John writes: "Albanese's response to the reporter's question about Modi is utterly unacceptable on three counts: the question was a good one and needs an answer; it reveals a blind spot in Albanese's judgment; and a politician losing his/her temper over a legitimate question suggests massive defensiveness which is not what constitutes statesmanship. Modi's India is bordering on fascist, the people are in far worse condition than he makes out, and he does not hesitate to back political murders. Albanese is a small man pretending to stride the international stage like a statesman. That he is not, as this incident tells us."
"He doesn't need to cuddle the guy," writes Jock. "An alliance. Maybe. Trade deals. OK. Discussing similar values. Sure. But then we come up against the problem of Modi's Hindu-fascism. I wonder what Australia's Muslims think of the cuddles?" As for the PM's reaction to the question: "What does this reveal? Is there another Albo underneath the public Albo? Surely not. This guy has kicked a few heads in his time, politically. And his honeymoon is over, so he's probably feeling a little fragile. But it's time for Anthony Albanese to grow in the role and to do so, and become a tad more ambitious, maybe he should take his own advice and 'chill out', dude."

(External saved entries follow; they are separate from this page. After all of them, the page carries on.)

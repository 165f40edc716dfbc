//! Builds and warms up the per-deployment `DeclarativeStrategy` instance a
//! tick loop keeps alive in memory for as long as the deployment is active.
//! Warm-up replays recent history through the same `generate_signals` entry
//! point a live tick uses, so indicator state (moving averages, RSI, MACD)
//! is primed before the first live decision rather than starting cold.

use std::collections::HashMap;

use chrono::{Duration, Utc};
use core_types::{OrderSide, StrategySpec};
use database::DbRepository;
use executor::Broker;
use strategies::{DeclarativeStrategy, MultiAssetStrategy, NoFeeds};
use uuid::Uuid;

use crate::error::LiveEngineError;

/// Bars of daily history to replay before a deployment starts ticking live.
/// Matches the indicator engine's own rolling window (see
/// `indicators::IndicatorEngine::new(250)` in `DeclarativeStrategy::new`).
const WARMUP_LOOKBACK_DAYS: i64 = 250;

/// Builds a fresh strategy for `spec`, replays `WARMUP_LOOKBACK_DAYS` of
/// history through it per asset, then seeds its internal per-symbol
/// position bookkeeping from this deployment's own persisted virtual
/// positions (never from the broker's aggregate) so a process restart picks
/// up exit evaluation exactly where it left off.
pub async fn warm_up(
    deployment_id: Uuid,
    spec: StrategySpec,
    broker: &dyn Broker,
    repo: &DbRepository,
) -> Result<DeclarativeStrategy, LiveEngineError> {
    let mut strategy = DeclarativeStrategy::new(spec.clone(), Box::new(NoFeeds));
    strategy.initialize();

    let end = Utc::now();
    let start = end - Duration::days(WARMUP_LOOKBACK_DAYS);
    for symbol in &spec.assets {
        let bars = broker.get_bars(symbol, start, end, "1d").await?;
        for bar in bars {
            let mut one = HashMap::with_capacity(1);
            one.insert(symbol.clone(), bar);
            // Warm-up never places orders: the returned signals are
            // intentionally discarded, and `on_execution` is never called
            // from here, so no position is created by this loop.
            let _ = strategy.generate_signals(&one)?;
        }
    }

    for symbol in &spec.assets {
        if let Some(position) = repo.get_deployment_position(deployment_id, symbol).await? {
            if position.quantity > rust_decimal::Decimal::ZERO {
                strategy.on_execution(symbol, OrderSide::Buy, position.quantity, position.avg_entry_price);
            }
        }
    }

    Ok(strategy)
}
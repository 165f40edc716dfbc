//! The cron-like supervisor atop the deployment table (§4.8). One cluster-
//! wide sync task loads `status = running`/`paused` deployments every
//! `sync_interval_secs` and keeps an in-memory active set of per-deployment
//! tick loops current with it; each tick loop is an independent spawned
//! task so one deployment's failure never touches another's. Grounded in
//! `engine::reconciler::StateReconciler::start`'s periodic-interval-task
//! idiom (the overwrite-from-broker-aggregate behavior it implements is
//! deliberately not carried over — see `virtual_portfolio`).

use std::collections::HashMap;
use std::sync::Arc;

use chrono::Utc;
use configuration::LiveEngineConfig;
use core_types::{Deployment, DeploymentStatus};
use database::DbRepository;
use executor::Broker;
use tokio::sync::Mutex;
use tokio::task::JoinHandle;
use tokio::time::MissedTickBehavior;
use uuid::Uuid;

use crate::market_hours::is_market_open;
use crate::strategy_runtime;
use crate::tick;
use crate::virtual_portfolio::VirtualPortfolio;

/// Consecutive broker-originated tick failures tolerated before a
/// deployment is transitioned to `Error`. Distinguishes a single transient
/// broker hiccup (§7: "BrokerError ... live engine: single-tick failure")
/// from sustained unavailability ("repeated failures transition the
/// deployment to error").
const CONSECUTIVE_BROKER_FAILURE_LIMIT: u32 = 3;

pub struct LiveEngine {
    repo: Arc<DbRepository>,
    broker: Arc<dyn Broker>,
    config: LiveEngineConfig,
    active: Mutex<HashMap<Uuid, JoinHandle<()>>>,
}

impl LiveEngine {
    pub fn new(repo: Arc<DbRepository>, broker: Arc<dyn Broker>, config: LiveEngineConfig) -> Arc<Self> {
        Arc::new(Self {
            repo,
            broker,
            config,
            active: Mutex::new(HashMap::new()),
        })
    }

    /// Starts the cluster-wide sync loop as a background task and returns
    /// immediately.
    pub fn start(self: &Arc<Self>) {
        let engine = Arc::clone(self);
        tokio::spawn(async move {
            let mut interval = tokio::time::interval(std::time::Duration::from_secs(engine.config.sync_interval_secs));
            interval.set_missed_tick_behavior(MissedTickBehavior::Skip);
            loop {
                interval.tick().await;
                if let Err(e) = engine.sync_once().await {
                    tracing::error!(error = %e, "live engine sync loop failed");
                }
            }
        });
    }

    pub fn is_market_open(&self) -> bool {
        is_market_open(Utc::now())
    }

    /// One pass of the synchronization loop (§4.8): adds newly-running
    /// deployments to the active set (scheduling their tick loop) and
    /// removes any whose stored status is no longer `running`.
    async fn sync_once(self: &Arc<Self>) -> Result<(), database::DbError> {
        let deployments = self.repo.list_active_deployments().await?;
        let running: HashMap<Uuid, Deployment> = deployments
            .into_iter()
            .filter(|d| d.status == DeploymentStatus::Running)
            .map(|d| (d.id, d))
            .collect();

        let mut active = self.active.lock().await;
        let stale: Vec<Uuid> = active
            .keys()
            .copied()
            .filter(|id| !running.contains_key(id))
            .collect();
        for id in stale {
            if let Some(handle) = active.remove(&id) {
                handle.abort();
                tracing::info!(deployment_id = %id, "deployment no longer running; tick loop stopped");
            }
        }

        let to_add: Vec<Deployment> = running
            .into_values()
            .filter(|d| !active.contains_key(&d.id))
            .collect();
        for deployment in to_add {
            let id = deployment.id;
            let handle = self.spawn_deployment_loop(deployment);
            active.insert(id, handle);
        }

        Ok(())
    }

    fn spawn_deployment_loop(self: &Arc<Self>, deployment: Deployment) -> JoinHandle<()> {
        let engine = Arc::clone(self);
        tokio::spawn(async move {
            engine.run_deployment(deployment).await;
        })
    }

    async fn run_deployment(self: Arc<Self>, deployment: Deployment) {
        let deployment_id = deployment.id;
        let bot = match self.repo.get_trading_bot(deployment.bot_id).await {
            Ok(bot) => bot,
            Err(e) => {
                tracing::error!(deployment_id = %deployment_id, error = %e, "failed to load bot for deployment");
                self.mark_error(deployment_id).await;
                return;
            }
        };

        let mut strategy = match strategy_runtime::warm_up(
            deployment_id,
            bot.strategy_spec,
            self.broker.as_ref(),
            &self.repo,
        )
        .await
        {
            Ok(s) => s,
            Err(e) => {
                tracing::error!(deployment_id = %deployment_id, error = %e, "warm-up failed");
                self.mark_error(deployment_id).await;
                return;
            }
        };

        let trades = match self.repo.list_deployment_trades(deployment_id).await {
            Ok(t) => t,
            Err(e) => {
                tracing::error!(deployment_id = %deployment_id, error = %e, "failed to load trade ledger");
                self.mark_error(deployment_id).await;
                return;
            }
        };
        let mut portfolio = VirtualPortfolio::reconstruct(deployment_id, deployment.initial_capital, &trades);

        let mut interval = tokio::time::interval(deployment.execution_frequency.as_duration());
        // Non-overlapping ticks (§5): a missed tick is skipped rather than
        // queued, so a slow tick can never build up a backlog.
        interval.set_missed_tick_behavior(MissedTickBehavior::Skip);

        let mut consecutive_broker_failures = 0u32;
        loop {
            interval.tick().await;

            if self.config.enforce_market_hours && !is_market_open(Utc::now()) {
                continue;
            }

            match tick::run_tick(&self.repo, self.broker.as_ref(), &deployment, &mut strategy, &mut portfolio, &self.config).await {
                Ok(()) => {
                    consecutive_broker_failures = 0;
                }
                Err(crate::error::LiveEngineError::Broker(e)) => {
                    consecutive_broker_failures += 1;
                    tracing::warn!(
                        deployment_id = %deployment_id,
                        error = %e,
                        consecutive_broker_failures,
                        "tick failed with a broker error"
                    );
                    if consecutive_broker_failures >= CONSECUTIVE_BROKER_FAILURE_LIMIT {
                        tracing::error!(deployment_id = %deployment_id, "broker failure limit reached; stopping deployment");
                        self.mark_error(deployment_id).await;
                        return;
                    }
                }
                Err(e) => {
                    tracing::error!(deployment_id = %deployment_id, error = %e, "tick failed");
                    self.mark_error(deployment_id).await;
                    return;
                }
            }
        }
    }

    async fn mark_error(&self, deployment_id: Uuid) {
        if let Err(e) = self.repo.update_deployment_status(deployment_id, DeploymentStatus::Error).await {
            tracing::error!(deployment_id = %deployment_id, error = %e, "failed to persist error status after tick failure");
        }
        self.active.lock().await.remove(&deployment_id);
    }
}
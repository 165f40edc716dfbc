//! # Broker abstraction crate (SPEC_FULL §4.4)
//!
//! This crate provides the uniform `Broker` trait over a simulated broker
//! (backtesting) and a live broker (an external broker API), plus the
//! `Portfolio` state machine that both implementations apply trades against.
//!
//! ## Architectural Principles
//!
//! - **State vs. Logic Decoupling:** `Portfolio` is the state machine that
//!   applies the effect of a fill to cash/positions; `Broker` impls are the
//!   thing that decides whether and at what price a fill happens.
//! - **Execution Abstraction:** higher-level components (`backtester`,
//!   `live-engine`) depend only on `Broker`, never on which impl backs it.
//!
//! ## Public API
//!
//! - `Broker`: the core trait for both broker implementations.
//! - `SimulatedBroker` / `LiveBroker`: the two implementations.
//! - `Portfolio`: the in-memory state manager for a trading account.
//! - `ExecutorError`: the specific error types that can be returned from this crate.

// Declare the modules that constitute this crate.
pub mod broker;
pub mod error;
pub mod portfolio;

// Re-export the key components to provide a clean, public-facing API.
pub use broker::{Broker, LiveBroker, SimulatedBroker};
pub use error::ExecutorError;
pub use portfolio::Portfolio;use rust_decimal::Decimal;
use serde::Deserialize;

/// The root configuration structure for the entire application.
#[derive(Debug, Clone, Deserialize)]
pub struct Config {
    #[serde(default)]
    pub database: DatabaseConfig,
    #[serde(default)]
    pub broker: BrokerConfig,
    #[serde(default)]
    pub sentiment_providers: SentimentProvidersConfig,
    #[serde(default)]
    pub workflow: WorkflowConfig,
    #[serde(default)]
    pub live_engine: LiveEngineConfig,
    #[serde(default)]
    pub logging: LoggingConfig,
    #[serde(default)]
    pub telegram: TelegramConfig,
}

/// Telegram alert sink credentials. Empty values disable the alerter
/// (`TelegramAlerter::new` returns `None`), so this is safe to leave unset.
#[derive(Debug, Clone, Default, Deserialize)]
pub struct TelegramConfig {
    #[serde(default)]
    pub token: String,
    #[serde(default)]
    pub chat_id: String,
}

/// Database connection parameters. The connection string itself comes from
/// the `DATABASE_URL` environment variable (via `dotenvy`); this section
/// only carries pool-sizing knobs that are safe to keep in version-controlled
/// TOML.
#[derive(Debug, Clone, Deserialize)]
pub struct DatabaseConfig {
    #[serde(default = "default_max_connections")]
    pub max_connections: u32,
    #[serde(default = "default_acquire_timeout_secs")]
    pub acquire_timeout_secs: u64,
}

impl Default for DatabaseConfig {
    fn default() -> Self {
        Self {
            max_connections: default_max_connections(),
            acquire_timeout_secs: default_acquire_timeout_secs(),
        }
    }
}

fn default_max_connections() -> u32 {
    10
}

fn default_acquire_timeout_secs() -> u64 {
    5
}

/// Broker selection and paper/live mode. Credentials (API key/secret) are
/// read from the environment at startup and never stored here.
#[derive(Debug, Clone, Deserialize)]
pub struct BrokerConfig {
    #[serde(default = "default_true")]
    pub paper_trading: bool,
    #[serde(default = "default_broker_name")]
    pub name: String,
}

impl Default for BrokerConfig {
    fn default() -> Self {
        Self {
            paper_trading: default_true(),
            name: default_broker_name(),
        }
    }
}

fn default_broker_name() -> String {
    "alpaca".to_string()
}

/// Rate-limit caps for each sentiment/news provider. Credentials for each
/// provider are read from the environment, never stored here.
#[derive(Debug, Clone, Deserialize)]
pub struct SentimentProvidersConfig {
    #[serde(default = "default_rate_limit")]
    pub reddit_requests_per_minute: u32,
    #[serde(default = "default_rate_limit")]
    pub twitter_requests_per_minute: u32,
    #[serde(default = "default_rate_limit")]
    pub news_requests_per_minute: u32,
}

impl Default for SentimentProvidersConfig {
    fn default() -> Self {
        Self {
            reddit_requests_per_minute: default_rate_limit(),
            twitter_requests_per_minute: default_rate_limit(),
            news_requests_per_minute: default_rate_limit(),
        }
    }
}

fn default_rate_limit() -> u32 {
    60
}

/// Bounds for the multi-agent workflow engine's iteration loop.
#[derive(Debug, Clone, Deserialize)]
pub struct WorkflowConfig {
    #[serde(default = "default_max_iterations")]
    pub max_iterations: u32,
    #[serde(default = "default_max_wall_time_secs")]
    pub max_wall_time_secs: u64,
    #[serde(default = "default_insights_timeout_secs")]
    pub insights_timeout_secs: u64,
    #[serde(default = "default_terminal_grace_ms")]
    pub terminal_event_grace_ms: u64,
    #[serde(default = "default_heartbeat_secs")]
    pub heartbeat_interval_secs: u64,
    #[serde(default = "default_result_ttl_hours")]
    pub result_ttl_hours: u64,
}

impl Default for WorkflowConfig {
    fn default() -> Self {
        Self {
            max_iterations: default_max_iterations(),
            max_wall_time_secs: default_max_wall_time_secs(),
            insights_timeout_secs: default_insights_timeout_secs(),
            terminal_event_grace_ms: default_terminal_grace_ms(),
            heartbeat_interval_secs: default_heartbeat_secs(),
            result_ttl_hours: default_result_ttl_hours(),
        }
    }
}

fn default_max_iterations() -> u32 {
    5
}

fn default_max_wall_time_secs() -> u64 {
    600
}

fn default_insights_timeout_secs() -> u64 {
    30
}

fn default_terminal_grace_ms() -> u64 {
    500
}

fn default_heartbeat_secs() -> u64 {
    30
}

fn default_result_ttl_hours() -> u64 {
    24
}

/// Bounds for the live trading engine's sync loop.
#[derive(Debug, Clone, Deserialize)]
pub struct LiveEngineConfig {
    #[serde(default = "default_sync_interval_secs")]
    pub sync_interval_secs: u64,
    #[serde(default)]
    pub enforce_market_hours: bool,
    #[serde(default = "default_fallback_cash_fraction")]
    pub fallback_position_cash_fraction: Decimal,
}

impl Default for LiveEngineConfig {
    fn default() -> Self {
        Self {
            sync_interval_secs: default_sync_interval_secs(),
            enforce_market_hours: false,
            fallback_position_cash_fraction: default_fallback_cash_fraction(),
        }
    }
}

fn default_sync_interval_secs() -> u64 {
    60
}

fn default_fallback_cash_fraction() -> Decimal {
    Decimal::new(1, 1) // 0.1 == 10%
}

/// Logging/tracing configuration, consumed by `init_tracing`.
#[derive(Debug, Clone, Deserialize)]
pub struct LoggingConfig {
    #[serde(default = "default_log_level")]
    pub level: String,
    #[serde(default)]
    pub file_logging: bool,
    #[serde(default = "default_log_dir")]
    pub log_directory: String,
    #[serde(default = "default_log_filename")]
    pub log_filename: String,
}

impl Default for LoggingConfig {
    fn default() -> Self {
        Self {
            level: default_log_level(),
            file_logging: false,
            log_directory: default_log_dir(),
            log_filename: default_log_filename(),
        }
    }
}

fn default_log_level() -> String {
    "info".to_string()
}

fn default_log_dir() -> String {
    "logs".to_string()
}

fn default_log_filename() -> String {
    "tradeforge".to_string()
}

fn default_true() -> bool {
    true
}

/// A single API key/secret pair for one exchange environment.
#[derive(Debug, Clone)]
pub struct ApiKeyPair {
    pub key: String,
    pub secret: String,
}

/// Exchange API credentials for both the production and testnet endpoints.
/// Unlike the rest of `Config`, this is never deserialized from TOML: like
/// `DATABASE_URL`, these are secrets and are read straight from the
/// environment by [`ApiConfig::from_env`], not version-controlled alongside
/// [`BrokerConfig`]'s non-secret settings.
#[derive(Debug, Clone)]
pub struct ApiConfig {
    pub production: ApiKeyPair,
    pub testnet: ApiKeyPair,
}

impl ApiConfig {
    /// Reads `BINANCE_PRODUCTION_API_KEY`/`_SECRET` and
    /// `BINANCE_TESTNET_API_KEY`/`_SECRET` from the environment.
    pub fn from_env() -> Result<Self, crate::error::ConfigError> {
        let var = |name: &str| -> Result<String, crate::error::ConfigError> {
            std::env::var(name)
                .map_err(|_| crate::error::ConfigError::validation(format!("missing environment variable: {name}")))
        };

        Ok(Self {
            production: ApiKeyPair {
                key: var("BINANCE_PRODUCTION_API_KEY")?,
                secret: var("BINANCE_PRODUCTION_API_SECRET")?,
            },
            testnet: ApiKeyPair {
                key: var("BINANCE_TESTNET_API_KEY")?,
                secret: var("BINANCE_TESTNET_API_SECRET")?,
            },
        })
    }
}
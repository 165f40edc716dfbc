use thiserror::Error;

/// Errors a single deployment tick can raise. Any variant here causes the
/// tick loop to transition the deployment to `DeploymentStatus::Error` and
/// stop scheduling it (§4.8 "Failure handling") — a single deployment's
/// failure never touches any other deployment's tick loop.
#[derive(Error, Debug)]
pub enum LiveEngineError {
    #[error("broker error: {0}")]
    Broker(#[from] executor::ExecutorError),

    #[error("repository error: {0}")]
    Database(#[from] database::DbError),

    #[error("strategy error: {0}")]
    Strategy(#[from] strategies::StrategyError),

    #[error("no current price available for {0}")]
    NoPrice(String),
}
use uuid::Uuid;

#[derive(Debug, thiserror::Error)]
pub enum WorkflowError {
    #[error("session {0} not found")]
    SessionNotFound(Uuid),
    #[error("workflow for session {0} was already started")]
    AlreadyStarted(Uuid),
    #[error("market data error: {0}")]
    MarketData(String),
    #[error("agent error: {0}")]
    Agent(#[from] agents::AgentError),
    #[error("backtest error: {0}")]
    Backtest(#[from] backtester::BacktestError),
    #[error("database error: {0}")]
    Database(#[from] database::DbError),
    #[error("sentiment error: {0}")]
    Sentiment(#[from] sentiment::SentimentError),
}
use crate::error::ExecutorError;
use core_types::{Execution, OrderSide, Position};
use rust_decimal::Decimal;
use std::collections::HashMap;
use uuid::Uuid;
use chrono::Utc;

/// Manages the state of a trading account, including cash, positions, and equity.
#[derive(Debug, Clone)]
pub struct Portfolio {
    pub cash: Decimal,
    pub positions: HashMap<String, Position>,
}

impl Portfolio {
    /// Creates a new `Portfolio` with a given amount of starting capital.
    pub fn new(initial_capital: Decimal) -> Self {
        Self {
            cash: initial_capital,
            positions: HashMap::new(),
        }
    }

    /// Updates the portfolio state based on a trade execution.
    /// This is the core logic that handles opening, closing, and modifying positions.
    pub fn update_with_execution(
        &mut self,
        execution: &Execution,
    ) -> Result<(), ExecutorError> {
        let cost = execution.price * execution.quantity;
        let symbol = &execution.symbol;

        // --- Cash Update ---
        // For a Buy, cash decreases. For a Sell, cash increases.
        // We also subtract the fee regardless of direction.
        match execution.side {
            OrderSide::Buy => self.cash -= cost,
            OrderSide::Sell => self.cash += cost,
        }
        self.cash -= execution.fee;

        if self.cash.is_sign_negative() {
            return Err(ExecutorError::InsufficientCash {
                required: cost.to_string(),
                available: (self.cash + cost).to_string(),
            });
        }

        // --- Position Update ---
        let position = self.positions.entry(symbol.clone()).or_insert_with(|| {
            // If the position does not exist, create a new one.
            Position {
                position_id: Uuid::new_v4(),
                symbol: symbol.clone(),
                side: execution.side,
                quantity: Decimal::ZERO,
                entry_price: Decimal::ZERO,
                unrealized_pnl: Decimal::ZERO,
                last_updated: Utc::now(),
            }
        });
        
        let is_closing_trade = position.side != execution.side;

        if is_closing_trade {
            // Logic for closing or reducing a position.
            if execution.quantity > position.quantity {
                return Err(ExecutorError::InvalidClosingQuantity {
                    requested: execution.quantity.to_string(),
                    available: position.quantity.to_string(),
                });
            }
            position.quantity -= execution.quantity;
        } else {
            // Logic for opening or increasing a position.
            // Calculate the new average entry price.
            let existing_value = position.entry_price * position.quantity;
            let new_value = execution.price * execution.quantity;
            let total_quantity = position.quantity + execution.quantity;
            
            if !total_quantity.is_zero() {
                position.entry_price = (existing_value + new_value) / total_quantity;
            }
            position.quantity += execution.quantity;
        }

        position.last_updated = Utc::now();
        
        // If position quantity is zero after an update, remove it.
        if position.quantity.is_zero() {
            self.positions.remove(symbol);
        }

        Ok(())
    }

    /// Calculates the total equity of the portfolio at a given set of market prices.
    /// Equity = Cash + Value of all open positions.
    pub fn calculate_total_equity(
        &self,
        market_prices: &HashMap<String, Decimal>,
    ) -> Result<Decimal, ExecutorError> {
        let mut positions_value = Decimal::ZERO;

        for (symbol, position) in &self.positions {
            let current_price = market_prices.get(symbol).ok_or_else(|| {
                ExecutorError::PortfolioError(format!("Missing market price for symbol: {}", symbol))
            })?;
            
            let pnl_per_unit = *current_price - position.entry_price;
            let position_pnl = pnl_per_unit * position.quantity;
            
            let market_value = (position.entry_price * position.quantity) + position_pnl;
            positions_value += market_value;
        }

        Ok(self.cash + positions_value)
    }
}impl MultiAssetStrategy for DeclarativeStrategy {
    fn initialize(&mut self) {
        tracing::info!(strategy = %self.spec.name, assets = ?self.spec.assets, "declarative strategy initialized");
    }

    fn generate_signals(
        &mut self,
        bars: &HashMap<String, Bar>,
    ) -> Result<Vec<Signal>, StrategyError> {
        let mut signals = Vec::new();
        let (fast, slow) = self.sma_periods();
        self.last_exit_reasons.clear();

        for symbol in &self.spec.assets {
            let bar = match bars.get(symbol) {
                Some(b) => b,
                None => continue,
            };
            let date = bar.close_time.date_naive();

            let prev_sma = self.indicators.symbol(symbol).map(|ind| {
                (ind.sma(fast), ind.sma(slow))
            });
            let prev_macd = self.indicators.symbol(symbol).and_then(|ind| ind.macd(12, 26, 9));
            self.indicators.push_bar(symbol, *bar);
            let prev_sma_pair = match prev_sma {
                Some((Reading::Value(f), Reading::Value(s))) => Some((f, s)),
                _ => None,
            };
            self.prev_snapshots.insert(
                symbol.clone(),
                PrevSnapshot {
                    sma: prev_sma_pair,
                    macd: prev_macd,
                },
            );

            if let Some(position) = self.positions.get(symbol).copied() {
                let updated_peak = position.peak_since_partial.max(bar.close);
                if let Some(pos) = self.positions.get_mut(symbol) {
                    pos.peak_since_partial = updated_peak;
                }
                let position = self.positions.get(symbol).copied().unwrap();
                if let Some((reason, exit_reason, qty)) = self.evaluate_exit(symbol, bar, date, &position) {
                    let side = position.side.opposite();
                    signals.push(Signal {
                        signal_id: Uuid::new_v4(),
                        timestamp: bar.close_time,
                        confidence: Decimal::ONE,
                        order_request: OrderRequest {
                            client_order_id: Uuid::new_v4(),
                            symbol: symbol.clone(),
                            side,
                            order_type: OrderType::Market,
                            quantity: qty,
                            price: None,
                            position_side: None,
                        },
                    });
                    tracing::debug!(symbol, reason, exit_kind = ?exit_reason, "exit signal generated");
                    self.last_exit_reasons.insert(symbol.clone(), exit_reason);
                    if exit_reason == ExitReason::PartialExit {
                        if let Some(pos) = self.positions.get_mut(symbol) {
                            pos.has_taken_partial_exit = true;
                            pos.peak_since_partial = bar.close;
                        }
                    }
                }
            } else if let Some(reason) = self.evaluate_entry(symbol, bar, date) {
                tracing::debug!(symbol, reason, "entry signal generated");
                signals.push(Signal {
                    signal_id: Uuid::new_v4(),
                    timestamp: bar.close_time,
                    confidence: Decimal::ONE,
                    order_request: OrderRequest {
                        client_order_id: Uuid::new_v4(),
                        symbol: symbol.clone(),
                        side: OrderSide::Buy,
                        order_type: OrderType::Market,
                        // Sizing is left to the runtime's default
                        // position-sizer / risk manager, same convention as
                        // the hand-written strategies in this workspace.
                        quantity: Decimal::ZERO,
                        price: None,
                        position_side: None,
                    },
                });
            }
        }

        Ok(signals)
    }

    fn on_execution(&mut self, symbol: &str, side: OrderSide, quantity: Decimal, price: Decimal) {
        match self.positions.get_mut(symbol) {
            Some(pos) if pos.side == side => {
                let total_qty = pos.quantity + quantity;
                pos.entry_price = (pos.entry_price * pos.quantity + price * quantity) / total_qty;
                pos.quantity = total_qty;
            }
            Some(pos) => {
                pos.quantity -= quantity;
                if pos.quantity <= Decimal::ZERO {
                    self.positions.remove(symbol);
                }
            }
            None => {
                self.positions.insert(
                    symbol.to_string(),
                    OpenPosition {
                        side,
                        quantity,
                        entry_price: price,
                        entry_shares_at_open: quantity,
                        has_taken_partial_exit: false,
                        peak_since_partial: price,
                    },
                );
            }
        }
    }

    fn last_exit_reason(&self, symbol: &str) -> Option<ExitReason> {
        self.last_exit_reasons.get(symbol).copied()
    }

    fn additional_info(&self, symbol: &str, date: NaiveDate) -> AdditionalInfoSnapshot {
        let mut snapshot = AdditionalInfoSnapshot::default();
        let Some(ind) = self.indicators.symbol(symbol) else {
            return snapshot;
        };

        let conditions = self
            .spec
            .entry_conditions
            .iter()
            .chain(self.spec.exit.custom_exit.iter());
        for condition in conditions {
            match condition {
                ConditionSpec::Rsi { period, .. } => {
                    if let Reading::Value(v) = ind.rsi(*period) {
                        snapshot.indicators.insert(format!("rsi_{period}"), v);
                    }
                }
                ConditionSpec::Sma {
                    fast_period,
                    slow_period,
                } => {
                    if let Reading::Value(v) = ind.sma(*fast_period) {
                        snapshot.indicators.insert(format!("sma_{fast_period}"), v);
                    }
                    if let Reading::Value(v) = ind.sma(*slow_period) {
                        snapshot.indicators.insert(format!("sma_{slow_period}"), v);
                    }
                }
                ConditionSpec::Macd { .. } => {
                    if let Some(m) = ind.macd(12, 26, 9) {
                        snapshot.indicators.insert("macd".to_string(), m.macd);
                        snapshot.indicators.insert("macd_signal".to_string(), m.signal);
                    }
                }
                ConditionSpec::Sentiment { source, .. } => {
                    if let Some(v) = self.feeds.sentiment(symbol, *source, date) {
                        snapshot.sentiment.insert(source_label(*source), v);
                    }
                }
                ConditionSpec::News | ConditionSpec::Price { .. } | ConditionSpec::Custom { .. } => {}
            }
        }

        if let Some(position) = self.positions.get(symbol) {
            snapshot.position_held = true;
            snapshot.entry_price = Some(position.entry_price);
            let last_close = ind.closes().last().copied();
            if let Some(close) = last_close {
                let pnl_pct = match position.side {
                    OrderSide::Buy => (close - position.entry_price) / position.entry_price,
                    OrderSide::Sell => (position.entry_price - close) / position.entry_price,
                };
                snapshot.unrealized_pnl_pct = Some(pnl_pct);
            }
            if let Some(stop_loss) = self.spec.exit.stop_loss {
                snapshot.stop_loss_level = Some(match position.side {
                    OrderSide::Buy => position.entry_price * (Decimal::ONE - stop_loss),
                    OrderSide::Sell => position.entry_price * (Decimal::ONE + stop_loss),
                });
            }
            if let Some(take_profit) = self.spec.exit.take_profit {
                snapshot.take_profit_level = Some(match position.side {
                    OrderSide::Buy => position.entry_price * (Decimal::ONE + take_profit),
                    OrderSide::Sell => position.entry_price * (Decimal::ONE - take_profit),
                });
            }
        }

        snapshot
    }
}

Mark writes: "India looks after their own national interests, regardless of how they operate internally. Australia puts up with human rights abuses in China and Saudi Arabia. India openly trades with China and Russia. The questions should be 'Why does Australia bother to have a foreign policy at all? And why do we give foreign aid to anyone, except for natural disasters, when we have such huge problems at home?'"
"Leadership is a lonely position where you certainly can listen and negotiate but you need to be seen as impartial," writes John from Newcastle. "Cosy photo ops such as the PM wearing a Rio Tinto shirt on a train or being at a large gathering with Modi are forever in media archives and will come back to haunt him."